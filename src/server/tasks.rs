//! Handlers for tasks and their attachments (sheets, notes, photos).

use axum::{
    Json,
    extract::{Path as AxumPath, Query, State},
    http::StatusCode,
};
use chrono::{DateTime, FixedOffset, Local, NaiveDate};
use serde::Deserialize;

use crate::Error;
use crate::models::patch::{ServiceSheetPatch, TaskPatch};
use crate::models::{
    NewNote, NewPhoto, NewServiceSheet, NewTask, Note, ServiceSheet, TaskPriority, TaskStatus,
};
use crate::storage::{PhotoWithUrl, TaskDetail, TaskWithAssignees};

use super::{ApiResult, AppState};

/// Filters accepted by the task list endpoint. Applied first-match-wins
/// in declaration order; unfiltered requests return everything.
#[derive(Debug, Default, Deserialize)]
#[serde(rename_all = "camelCase")]
pub struct TaskListQuery {
    pub status: Option<String>,
    pub priority: Option<String>,
    pub date: Option<String>,
    pub user_id: Option<i64>,
}

/// A calendar day from either a bare date or a full timestamp, resolved
/// to the server's local calendar.
fn parse_day(raw: &str) -> Result<NaiveDate, Error> {
    if let Ok(date) = NaiveDate::parse_from_str(raw, "%Y-%m-%d") {
        return Ok(date);
    }
    raw.parse::<DateTime<FixedOffset>>()
        .map(|dt| dt.with_timezone(&Local).date_naive())
        .map_err(|_| Error::InvalidInput(format!("Invalid date filter: {}", raw)))
}

pub async fn list_tasks(
    State(state): State<AppState>,
    Query(query): Query<TaskListQuery>,
) -> ApiResult<Json<Vec<TaskWithAssignees>>> {
    let storage = state.storage.lock().await;
    let tasks = if let Some(status) = query.status {
        let status: TaskStatus = status.parse().map_err(Error::InvalidInput)?;
        storage.tasks_by_status(status)
    } else if let Some(priority) = query.priority {
        let priority: TaskPriority = priority.parse().map_err(Error::InvalidInput)?;
        storage.tasks_by_priority(priority)
    } else if let Some(date) = query.date {
        storage.tasks_on(parse_day(&date)?)
    } else if let Some(user_id) = query.user_id {
        storage.tasks_for_user(user_id)
    } else {
        storage.list_tasks()
    };
    Ok(Json(storage.with_assignees(tasks)))
}

/// Task creation payload: the task fields plus an optional initial set of
/// assignees, applied in the same request.
#[derive(Debug, Deserialize)]
#[serde(rename_all = "camelCase")]
pub struct CreateTaskRequest {
    #[serde(flatten)]
    pub task: NewTask,
    #[serde(default)]
    pub assigned_user_ids: Vec<i64>,
}

pub async fn create_task(
    State(state): State<AppState>,
    Json(req): Json<CreateTaskRequest>,
) -> ApiResult<(StatusCode, Json<TaskWithAssignees>)> {
    let mut storage = state.storage.lock().await;
    let task = storage.create_task(req.task);
    storage.set_task_assignees(task.id, &req.assigned_user_ids);
    let assigned_users = storage.assigned_users(task.id);
    Ok((
        StatusCode::CREATED,
        Json(TaskWithAssignees {
            task,
            assigned_users,
        }),
    ))
}

pub async fn get_task(
    State(state): State<AppState>,
    AxumPath(id): AxumPath<i64>,
) -> ApiResult<Json<TaskDetail>> {
    let storage = state.storage.lock().await;
    let detail = storage
        .task_detail(id)
        .ok_or(Error::not_found("task", id))?;
    Ok(Json(detail))
}

/// Task update payload: a field patch plus an optional full replacement
/// of the assignee set.
#[derive(Debug, Deserialize)]
#[serde(rename_all = "camelCase")]
pub struct UpdateTaskRequest {
    #[serde(flatten)]
    pub patch: TaskPatch,
    pub assigned_user_ids: Option<Vec<i64>>,
}

pub async fn update_task(
    State(state): State<AppState>,
    AxumPath(id): AxumPath<i64>,
    Json(req): Json<UpdateTaskRequest>,
) -> ApiResult<Json<TaskWithAssignees>> {
    let mut storage = state.storage.lock().await;
    let task = storage
        .update_task(id, req.patch)
        .ok_or(Error::not_found("task", id))?;
    if let Some(user_ids) = req.assigned_user_ids {
        storage.set_task_assignees(id, &user_ids);
    }
    let assigned_users = storage.assigned_users(id);
    Ok(Json(TaskWithAssignees {
        task,
        assigned_users,
    }))
}

pub async fn delete_task(
    State(state): State<AppState>,
    AxumPath(id): AxumPath<i64>,
) -> ApiResult<StatusCode> {
    let mut storage = state.storage.lock().await;
    if !storage.delete_task(id) {
        return Err(Error::not_found("task", id).into());
    }
    Ok(StatusCode::NO_CONTENT)
}

// ---- Service sheets ----

pub async fn task_service_sheet(
    State(state): State<AppState>,
    AxumPath(id): AxumPath<i64>,
) -> ApiResult<Json<ServiceSheet>> {
    let storage = state.storage.lock().await;
    let sheet = storage
        .service_sheet_for_task(id)
        .ok_or(Error::not_found("service sheet for task", id))?;
    Ok(Json(sheet))
}

pub async fn create_service_sheet(
    State(state): State<AppState>,
    Json(new): Json<NewServiceSheet>,
) -> ApiResult<(StatusCode, Json<ServiceSheet>)> {
    let mut storage = state.storage.lock().await;
    if storage.get_task(new.task_id).is_none() {
        return Err(Error::not_found("task", new.task_id).into());
    }
    let sheet = storage.create_service_sheet(new)?;
    Ok((StatusCode::CREATED, Json(sheet)))
}

pub async fn update_service_sheet(
    State(state): State<AppState>,
    AxumPath(id): AxumPath<i64>,
    Json(patch): Json<ServiceSheetPatch>,
) -> ApiResult<Json<ServiceSheet>> {
    let mut storage = state.storage.lock().await;
    let sheet = storage
        .update_service_sheet(id, patch)
        .ok_or(Error::not_found("service sheet", id))?;
    Ok(Json(sheet))
}

// ---- Notes ----

pub async fn task_notes(
    State(state): State<AppState>,
    AxumPath(id): AxumPath<i64>,
) -> ApiResult<Json<Vec<Note>>> {
    let storage = state.storage.lock().await;
    Ok(Json(storage.task_notes(id)))
}

pub async fn create_note(
    State(state): State<AppState>,
    Json(new): Json<NewNote>,
) -> ApiResult<(StatusCode, Json<Note>)> {
    let mut storage = state.storage.lock().await;
    if storage.get_task(new.task_id).is_none() {
        return Err(Error::not_found("task", new.task_id).into());
    }
    let note = storage.create_note(new);
    Ok((StatusCode::CREATED, Json(note)))
}

pub async fn delete_note(
    State(state): State<AppState>,
    AxumPath(id): AxumPath<i64>,
) -> ApiResult<StatusCode> {
    let mut storage = state.storage.lock().await;
    if !storage.delete_note(id) {
        return Err(Error::not_found("note", id).into());
    }
    Ok(StatusCode::NO_CONTENT)
}

// ---- Photos ----

pub async fn task_photos(
    State(state): State<AppState>,
    AxumPath(id): AxumPath<i64>,
) -> ApiResult<Json<Vec<PhotoWithUrl>>> {
    let storage = state.storage.lock().await;
    let photos: Vec<PhotoWithUrl> = storage
        .task_photos(id)
        .into_iter()
        .map(Into::into)
        .collect();
    Ok(Json(photos))
}

pub async fn create_photo(
    State(state): State<AppState>,
    Json(new): Json<NewPhoto>,
) -> ApiResult<(StatusCode, Json<PhotoWithUrl>)> {
    let mut storage = state.storage.lock().await;
    if storage.get_task(new.task_id).is_none() {
        return Err(Error::not_found("task", new.task_id).into());
    }
    if storage.get_user(new.user_id).is_none() {
        return Err(Error::not_found("user", new.user_id).into());
    }
    let photo: PhotoWithUrl = storage.create_photo(new).into();
    Ok((StatusCode::CREATED, Json(photo)))
}

pub async fn delete_photo(
    State(state): State<AppState>,
    AxumPath(id): AxumPath<i64>,
) -> ApiResult<StatusCode> {
    let mut storage = state.storage.lock().await;
    let photo = storage
        .get_photo(id)
        .ok_or(Error::not_found("photo", id))?;
    storage.delete_photo(id);
    // Best-effort file cleanup; the record is authoritative
    let path = state.uploads_dir.join(&photo.filename);
    if let Err(err) = std::fs::remove_file(&path) {
        tracing::debug!("could not remove {}: {}", path.display(), err);
    }
    Ok(StatusCode::NO_CONTENT)
}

Aim of the task: Begin at the first line of the material and transcribe each line exactly. End with the line containing "endpoint. Applied first-match-wins", and give nothing else.

Result of the exercise:
filename src/server/tasks.rs
//! Handlers for tasks and their attachments (sheets, notes, photos).

use axum::{
    Json,
    extract::{Path as AxumPath, Query, State},
    http::StatusCode,
};
use chrono::{DateTime, FixedOffset, Local, NaiveDate};
use serde::Deserialize;

use crate::Error;
use crate::models::patch::{ServiceSheetPatch, TaskPatch};
use crate::models::{
    NewNote, NewPhoto, NewServiceSheet, NewTask, Note, ServiceSheet, TaskPriority, TaskStatus,
};
use crate::storage::{PhotoWithUrl, TaskDetail, TaskWithAssignees};

use super::{ApiResult, AppState};

/// Filters accepted by the task list endpoint. Applied first-match-wins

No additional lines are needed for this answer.